=== WORK TO COMPLETE ===
In the material below, find each line with the string "must" and copy it.

START TASK MATERIAL

impl AuthService {
    pub fn new(
        store: Arc<dyn AuthStore>,
        mailer: Arc<dyn EmailProvider>,
        jwt: JwtService,
        guard: BruteForceGuard,
        refresh_token_expiry_days: i64,
        enforce_password_complexity: bool,
    ) -> Result<Self, anyhow::Error> {
        let fallback_hash = hash_password(&generate_secure_token(ONE_TIME_TOKEN_BYTES))?;
        Ok(Self {
            store,
            mailer,
            jwt,
            guard,
            refresh_token_expiry_days,
            enforce_password_complexity,
            fallback_hash,
        })
    }

    /// Register a new end user under `app` and send a verification email.
    ///
    /// The email send is best-effort: a failed send is logged and never
    /// fails the signup.
    pub async fn signup(
        &self,
        app: &Application,
        req: SignupRequest,
    ) -> Result<User, ServiceError> {
        validate_password_strength(&req.password, self.enforce_password_complexity)
            .map_err(ServiceError::InvalidPassword)?;

        if self
            .store
            .find_user_by_email(&app.app_id, &req.email)
            .await?
            .is_some()
        {
            return Err(ServiceError::EmailExists);
        }

        let password_hash = hash_password(&req.password)?;
        let user = User::new(app.app_id.clone(), req.email, password_hash, req.metadata);

        let verification_token = generate_secure_token(ONE_TIME_TOKEN_BYTES);
        let token_record =
            EmailVerificationToken::new(user.id, hash_token(&verification_token));

        self.store
            .create_user_with_verification(&user, &token_record)
            .await?;

        tracing::info!(user_id = %user.id, app_id = %app.app_id, "User registered");

        if let Err(e) = self
            .mailer
            .send_verification_email(&user.email, &app.name, &verification_token)
            .await
        {
            tracing::warn!(user_id = %user.id, error = %e, "Failed to send verification email");
        }

        Ok(user)
    }

    /// Confirm an email verification token.
    ///
    /// Hash match, unused, unexpired, and tenant scope must all hold; any
    /// miss is the same `InvalidToken`, so a caller cannot learn which
    /// condition failed.
    pub async fn verify_email(&self, app_id: &str, token: &str) -> Result<(), ServiceError> {
        let consumed = self
            .store
            .consume_email_verification(&hash_token(token), app_id, Utc::now())
            .await?;

        if !consumed {
            return Err(ServiceError::InvalidToken);
        }

        tracing::info!(app_id = %app_id, "Email verified");
        Ok(())
    }

    /// Issue a fresh verification token for a not-yet-verified user.
    ///
    /// Unknown emails are a silent no-op so this endpoint cannot be used to
    /// enumerate accounts.
    pub async fn request_email_verification(
        &self,
        app: &Application,
        email: &str,
    ) -> Result<(), ServiceError> {
        let Some(user) = self.store.find_user_by_email(&app.app_id, email).await? else {
            return Ok(());
        };

        if user.email_verified {
            return Err(ServiceError::AlreadyVerified);
        }

        let verification_token = generate_secure_token(ONE_TIME_TOKEN_BYTES);
        let token_record =
            EmailVerificationToken::new(user.id, hash_token(&verification_token));
        self.store
            .insert_email_verification_token(&token_record)
            .await?;

        if let Err(e) = self
            .mailer
            .send_verification_email(&user.email, &app.name, &verification_token)
            .await
        {
            tracing::warn!(user_id = %user.id, error = %e, "Failed to send verification email");
        }

        Ok(())
    }

    /// Authenticate and open a session.
    ///
    /// Returns `(user, access_token, refresh_token)`. The refresh token
    /// embeds the session id and the session row stores the refresh token's
    /// hash, both established in the same insert.
    pub async fn login(
        &self,
        app: &Application,
        req: LoginRequest,
        ip_address: Option<String>,
        user_agent: Option<String>,
    ) -> Result<(User, String, String), ServiceError> {
        // Lockout short-circuits before any password work.
        if let Some(ip) = ip_address.as_deref() {
            if self.guard.check_lockout(&req.email, ip).await? {
                return Err(ServiceError::AccountLocked);
            }
        }

        let found = self
            .store
            .find_user_by_email(&app.app_id, &req.email)
            .await?;

        let user = match found {
            Some(user) if verify_password(&req.password, &user.password_hash) => user,
            other => {
                if other.is_none() {
                    // Equalize timing between "no such user" and "wrong
                    // password".
                    verify_password(&req.password, &self.fallback_hash);
                }
                if let Some(ip) = ip_address.as_deref() {
                    let (locked, remaining) =
                        self.guard.record_failed_attempt(&req.email, ip).await?;
                    tracing::warn!(
                        app_id = %app.app_id,
                        locked,
                        remaining,
                        "Failed login attempt"
                    );
                }
                return Err(ServiceError::InvalidCredentials);
            }
        };

        if let Some(ip) = ip_address.as_deref() {
            self.guard.clear_attempts(&req.email, ip).await?;
        }

        let now = Utc::now();
        self.store.update_last_login(user.id, now).await?;

        let access_token = self
            .jwt
            .issue_access_token(user.id, &app.app_id, &user.email)?;

        let session_id = Uuid::new_v4();
        let refresh_token = self
            .jwt
            .issue_refresh_token(user.id, &app.app_id, session_id)?;

        let session = Session::new_with_id(
            session_id,
            user.id,
            app.app_id.clone(),
            hash_token(&refresh_token),
            user_agent,
            ip_address,
            self.refresh_token_expiry_days,
        );
        self.store.insert_session(&session).await?;

        tracing::info!(user_id = %user.id, session_id = %session_id, "User logged in");

        let mut user = user;
        user.last_login_at = Some(now);

        Ok((user, access_token, refresh_token))
    }

    /// Mint a new access token from a refresh token.
    ///
    /// The presented token must verify, be of refresh kind, belong to this
    /// tenant, match a live session, and hash to exactly what that session
    /// stored - a leaked-but-superseded token fails the last check.
    pub async fn refresh(&self, app_id: &str, refresh_token: &str) -> Result<String, ServiceError> {
        let claims = self
            .jwt
            .verify(refresh_token)
            .ok_or(ServiceError::InvalidToken)?;
        if claims.kind != TokenKind::Refresh || claims.app_id != app_id {
            return Err(ServiceError::InvalidToken);
        }
        let session_id = claims.session_id.ok_or(ServiceError::InvalidToken)?;

        let session = self
            .store
            .find_active_session(session_id, claims.sub, app_id, Utc::now())
            .await?
            .ok_or(ServiceError::InvalidToken)?;

        if !verify_token_hash(refresh_token, &session.refresh_token_hash) {
            tracing::warn!(user_id = %claims.sub, session_id = %session_id, "Refresh token hash mismatch");
            return Err(ServiceError::InvalidToken);
        }

        let user = self
            .store
            .find_user_by_id(claims.sub, app_id)
            .await?
            .ok_or(ServiceError::UserNotFound)?;

        let access_token = self.jwt.issue_access_token(user.id, app_id, &user.email)?;

        // Refresh tokens are not rotated here; the session keeps its
        // lineage until logout, reset, or expiry.
        Ok(access_token)
    }

    /// Revoke the session behind a refresh token.
    ///
    /// An undecodable or wrong-kind token means there is nothing left to log
    /// out of, which is success, not an error.
    pub async fn logout(&self, app_id: &str, refresh_token: &str) -> Result<(), ServiceError> {
        let claims = match self.jwt.verify(refresh_token) {
            Some(claims) if claims.kind == TokenKind::Refresh => claims,
            _ => return Ok(()),
        };
        let Some(session_id) = claims.session_id else {
            return Ok(());
        };

        if self
            .store
            .revoke_session(session_id, app_id, Utc::now())
            .await?
        {
            tracing::info!(user_id = %claims.sub, session_id = %session_id, "User logged out");
        }

        Ok(())
    }

    /// Issue a password reset token; silent no-op for unknown emails.
    pub async fn request_password_reset(
        &self,
        app: &Application,
        email: &str,
    ) -> Result<(), ServiceError> {
        let Some(user) = self.store.find_user_by_email(&app.app_id, email).await? else {
            return Ok(());
        };

        let reset_token = generate_secure_token(ONE_TIME_TOKEN_BYTES);
        let token_record = PasswordResetToken::new(user.id, hash_token(&reset_token));
        self.store.insert_password_reset_token(&token_record).await?;

        tracing::info!(user_id = %user.id, "Password reset requested");

        if let Err(e) = self
            .mailer
            .send_password_reset_email(&user.email, &app.name, &reset_token)
            .await
        {
            tracing::warn!(user_id = %user.id, error = %e, "Failed to send password reset email");
        }

        Ok(())
    }

    /// Consume a reset token, set the new password, and revoke every active
    /// session the user has (global logout on password change).
    pub async fn confirm_password_reset(
        &self,
        app_id: &str,
        token: &str,
        new_password: &str,
    ) -> Result<(), ServiceError> {
        validate_password_strength(new_password, self.enforce_password_complexity)
            .map_err(ServiceError::InvalidPassword)?;

        let new_hash = hash_password(new_password)?;
        let consumed = self
            .store
            .consume_password_reset(&hash_token(token), app_id, &new_hash, Utc::now())
            .await?;

        if !consumed {
            return Err(ServiceError::InvalidToken);
        }

        tracing::info!(app_id = %app_id, "Password reset completed, sessions revoked");
        Ok(())
    }

    /// Report whether an access token is active for this tenant.
    pub async fn introspect(
        &self,
        app_id: &str,
        token: &str,
    ) -> Result<crate::dtos::auth::IntrospectionResponse, ServiceError> {
        use crate::dtos::auth::{IntrospectionResponse, IntrospectionUser};

        let Some(claims) = self.jwt.verify(token) else {
            return Ok(IntrospectionResponse::inactive());
        };
        if claims.kind != TokenKind::Access || claims.app_id != app_id {
            return Ok(IntrospectionResponse::inactive());
        }

        let Some(user) = self.store.find_user_by_id(claims.sub, app_id).await? else {
            return Ok(IntrospectionResponse::inactive());
        };

        Ok(IntrospectionResponse {
            active: true,
            user: Some(IntrospectionUser {
                id: user.id,
                email: user.email,
                app_id: user.app_id,
            }),
            exp: Some(claims.exp),
            iat: Some(claims.iat),
        })
    }
}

END TASK MATERIAL

=== EXPECTED ANSWER ===
    /// Hash match, unused, unexpired, and tenant scope must all hold; any
    /// The presented token must verify, be of refresh kind, belong to this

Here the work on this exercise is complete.